Estes jovens não surgiram do nada. Alguém os educou. Alguém normalizou a crueldade, o riso perante a dor, a ausência total de empatia.
Pais que agora se escondem atrás do choque tardio falharam antes, quando a violência ainda parecia pequena, aceitável, “coisa de miúdos”.
Quem cresce sem limites claros aprende que tudo é negociável, inclusive a vida do outro.
E a violência contra animais não é um detalhe irrelevante: é um sinal conhecido de risco real, inclusive de futuras agressões contra mulheres. Fingir que não se vê é escolher não agir.

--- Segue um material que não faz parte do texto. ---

//! Alsvid Compilation Passes
//!
//! This crate lowers high-level instruction programs to the native
//! alphabet of a √iSWAP superconducting QPU. The passes run in a fixed
//! order, and a program can stop at any named stage:
//!
//! ```text
//! parsed ──▶ mapped ──▶ swapped ──▶ expanded ──▶ transpiled ──▶ executed
//!            (F)        (E)         (G)          (H)            (backend)
//! ```
//!
//! - **Mapping**: substitute physical qubit indices for the virtual
//!   register ([`Mapping`]).
//! - **Routing**: insert SWAP sandwiches so every two-qubit gate acts
//!   on coupled qubits ([`Topology::swaps`]).
//! - **Expansion**: rewrite `u2`/`u3`/`cu` and split multi-qubit
//!   measurements ([`expand`]).
//! - **Transpilation**: table-driven lowering to
//!   {Rx, Ry, √iSWAP, measure, reset, nop} ([`XyIsw`]).
//!
//! The [`Pipeline`] ties the passes to their shared read-only
//! collaborators; the `executed` stage itself belongs to the context
//! crate, which owns the backend handle.

pub mod error;
pub mod expand;
pub mod mapping;
pub mod pipeline;
pub mod topology;
pub mod transpile;

pub use error::{CompileError, CompileResult};
pub use expand::expand;
pub use mapping::Mapping;
pub use pipeline::{PassName, Pipeline, Program};
pub use topology::{Topology, TopologyKind};
pub use transpile::{Route, XyIsw, native_set};
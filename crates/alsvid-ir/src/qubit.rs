//! Qubit index type.

use serde::{Deserialize, Serialize};
use std::fmt;

/// Index of a qubit.
///
/// Before mapping this names a virtual line of the user's register;
/// after mapping it names a physical qubit on the device.
#[derive(Debug, Clone, Copy, PartialEq, Eq, Hash, PartialOrd, Ord, Serialize, Deserialize)]
pub struct QubitId(pub u32);

impl fmt::Display for QubitId {
    fn fmt(&self, f: &mut fmt::Formatter<'_>) -> fmt::Result {
        write!(f, "q{}", self.0)
    }
}

impl From<u32> for QubitId {
    fn from(id: u32) -> Self {
        QubitId(id)
    }
}

impl From<usize> for QubitId {
    fn from(id: usize) -> Self {
        QubitId(u32::try_from(id).expect("QubitId overflow: exceeds u32::MAX"))
    }
}

#[cfg(test)]
mod tests {
    use super::*;

    #[test]
    fn test_qubit_display() {
        assert_eq!(format!("{}", QubitId(3)), "q3");
    }

    #[test]
    fn test_qubit_ordering() {
        assert!(QubitId(1) < QubitId(2));
    }
}
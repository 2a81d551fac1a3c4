//! Property-based tests for the Möttönen preparation block.
//!
//! For any amplitude vector with nonzero norm, the emitted block must
//! use only {Ry, Rz, CX}, stay inside the register, and respect the
//! O(2^n) gate bound of the UCR recursion.

use num_complex::Complex64;
use proptest::prelude::*;

use alsvid_ir::{Isa, QubitId, Symbol};
use alsvid_lang::{Endianness, prepare_state};

/// Generate a register size and an amplitude vector of matching
/// dimension with at least one clearly nonzero entry.
fn arb_sized_state() -> impl Strategy<Value = (usize, Vec<Complex64>)> {
    (1usize..=4).prop_flat_map(|n| {
        let dim = 1usize << n;
        let amplitudes = prop::collection::vec((-1.0..1.0f64, -1.0..1.0f64), dim..=dim)
            .prop_filter("state must have nonzero norm", |entries| {
                entries.iter().map(|(re, im)| re * re + im * im).sum::<f64>() > 1e-6
            })
            .prop_map(|entries| {
                entries
                    .into_iter()
                    .map(|(re, im)| Complex64::new(re, im))
                    .collect::<Vec<_>>()
            });
        (Just(n), amplitudes)
    })
}

/// Worst-case gate count of the recursion: each level k emits at most
/// 3·2^k − 2 gates per rotation axis, so the whole preparation stays
/// under 6·2^n.
fn gate_bound(n: usize) -> usize {
    6 * (1 << n)
}

proptest! {
    #[test]
    fn prepare_state_uses_allowed_alphabet((n, state) in arb_sized_state()) {
        let isa = Isa::new("props");
        let targets: Vec<QubitId> = (0..n).map(QubitId::from).collect();
        let block = prepare_state(&isa, &targets, &state, Endianness::Little).unwrap();

        for instr in &block {
            prop_assert!(
                matches!(instr.symbol, Symbol::Ry | Symbol::Rz | Symbol::Cx),
                "unexpected symbol {}",
                instr.symbol
            );
        }
        prop_assert!(block.len() <= gate_bound(n));
    }

    #[test]
    fn prepare_state_stays_inside_register((n, state) in arb_sized_state()) {
        let isa = Isa::new("props");
        let targets: Vec<QubitId> = (0..n).map(QubitId::from).collect();
        let block = prepare_state(&isa, &targets, &state, Endianness::Little).unwrap();

        for instr in &block {
            for q in instr.target_qubits.iter().chain(instr.control_qubits.iter()) {
                prop_assert!(targets.contains(q));
            }
        }
    }

    #[test]
    fn endianness_reverses_target_roles(theta in 0.1..1.4f64) {
        // cos·|00⟩ + sin·|10⟩ keeps one register end trivial, so the
        // nontrivial rotation must land on opposite ends under the two
        // conventions.
        let state = vec![
            Complex64::new(theta.cos(), 0.0),
            Complex64::new(0.0, 0.0),
            Complex64::new(theta.sin(), 0.0),
            Complex64::new(0.0, 0.0),
        ];
        let isa = Isa::new("props");
        let targets = [QubitId(0), QubitId(1)];

        let little = prepare_state(&isa, &targets, &state, Endianness::Little).unwrap();
        let big = prepare_state(&isa, &targets, &state, Endianness::Big).unwrap();

        let little_targets: Vec<QubitId> =
            little.iter().flat_map(|i| i.target_qubits.clone()).collect();
        let big_targets: Vec<QubitId> =
            big.iter().flat_map(|i| i.target_qubits.clone()).collect();
        prop_assert!(little_targets.contains(&QubitId(1)));
        prop_assert!(big_targets.contains(&QubitId(0)));
    }
}
//! Property-based tests for the ISA factory.
//!
//! Every builder, fed any well-formed argument set, must produce an
//! instruction that survives the challenge invariants.

use proptest::prelude::*;

use alsvid_ir::{Context, Instruction, Kind, QubitId, Symbol, challenge};

fn arb_single_fixed() -> impl Strategy<Value = Symbol> {
    prop_oneof![
        Just(Symbol::X),
        Just(Symbol::Y),
        Just(Symbol::Z),
        Just(Symbol::H),
        Just(Symbol::S),
        Just(Symbol::Sdg),
        Just(Symbol::T),
        Just(Symbol::Tdg),
    ]
}

fn arb_rotation() -> impl Strategy<Value = Symbol> {
    prop_oneof![
        Just(Symbol::P),
        Just(Symbol::Rx),
        Just(Symbol::Ry),
        Just(Symbol::Rz),
        Just(Symbol::Phase),
    ]
}

fn arb_controlled_fixed() -> impl Strategy<Value = Symbol> {
    prop_oneof![
        Just(Symbol::Cx),
        Just(Symbol::Cy),
        Just(Symbol::Cz),
        Just(Symbol::Ch),
    ]
}

fn assert_well_formed(instruction: &Instruction) {
    // Challenging under the circuit context exercises the full
    // invariant set; gates coming out of the factory are all
    // circuit-legal.
    let challenged = challenge(instruction, Some(Context::Circuit)).unwrap();
    assert_eq!(challenged.kind, Kind::Circuit);
    assert_eq!(challenged.shots, None);
}

proptest! {
    #[test]
    fn single_fixed_builders_are_well_formed(
        symbol in arb_single_fixed(),
        target in 0u32..64,
    ) {
        let isa = alsvid_ir::Isa::new("props");
        let instr = isa.single(symbol, target).unwrap();
        prop_assert_eq!(instr.kind, Kind::Delayed);
        prop_assert_eq!(&instr.target_qubits, &vec![QubitId(target)]);
        assert_well_formed(&instr);
    }

    #[test]
    fn rotation_builders_are_well_formed(
        symbol in arb_rotation(),
        target in 0u32..64,
        angle in -10.0..10.0f64,
    ) {
        let isa = alsvid_ir::Isa::new("props");
        let instr = isa.single_param(symbol, target, vec![angle]).unwrap();
        prop_assert_eq!(instr.params.clone(), Some(vec![angle]));
        assert_well_formed(&instr);
    }

    #[test]
    fn controlled_builders_reject_overlap_and_accept_distinct(
        symbol in arb_controlled_fixed(),
        control in 0u32..64,
        target in 0u32..64,
    ) {
        let isa = alsvid_ir::Isa::new("props");
        let instr = isa.controlled(symbol, control, target).unwrap();
        prop_assert!(instr.is_controlled);

        let outcome = challenge(&instr, Some(Context::Circuit));
        if control == target {
            prop_assert!(outcome.is_err());
        } else {
            prop_assert!(outcome.is_ok());
        }
    }

    #[test]
    fn challenge_never_mutates_its_input(
        symbol in arb_single_fixed(),
        target in 0u32..64,
        shots in 1u32..10_000,
    ) {
        let isa = alsvid_ir::Isa::new("props");
        let original = isa.single(symbol, target).unwrap().with_shots(shots);
        let snapshot = original.clone();

        let circuit = challenge(&original, Some(Context::Circuit)).unwrap();
        let test = challenge(&original, Some(Context::Test)).unwrap();

        prop_assert_eq!(&original, &snapshot);
        prop_assert_eq!(circuit.shots, None);
        prop_assert_eq!(test.shots, Some(shots));
    }
}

Quando a sociedade corre a proteger os agressores, e os pais a pedir compreensão, está a empurrar o custo para as próximas vítimas. A impunidade não educa. Autoriza.
Esses jovens não são “casos isolados”. São produto de uma sociedade covarde, que passa a mão na cabeça da violência masculina enquanto enterra as vítimas. Uma sociedade que protege o futuro dos agressores e aceita o extermínio dos vulneráveis como dano colateral.
Quem mata um animal por diversão já cruzou a linha. Já provou que a vida do outro não tem valor. Já mostrou que a empatia não existe. E quando a empatia não existe, o próximo alvo é sempre quem tem menos poder: mulheres, crianças, idosos. Sempre foi assim. Sempre será.
Não, não “podem vir a tornar-se perigosos”. Já são!
O perigo não é hipotético. É real. É presente. Está documentado em estudos, em processos-crime, em cemitérios cheios de mulheres mortas por homens que começaram “só” a magoar animais.
Cada tentativa de relativizar este crime é uma autorização explícita para o próximo. Cada silêncio institucional é um aval. Cada desculpa é uma sentença adiada para outra vítima.
Depois, quando uma mulher aparecer espancada, violada ou morta, virão as mesmas vozes dizer que “ninguém podia prever”. Podia. Foi previsto. Foi avisado. Foi ignorado.
O Cão Orelha não morreu apenas pelas mãos de quem o matou. Morreu também pela hipocrisia de quem prefere proteger monstros em formação do que impedir tragédias anunciadas.
Isto não é um caso animalista.
É um caso de segurança pública.
E quem não entende isso escolheu, conscientemente, ficar do lado errado.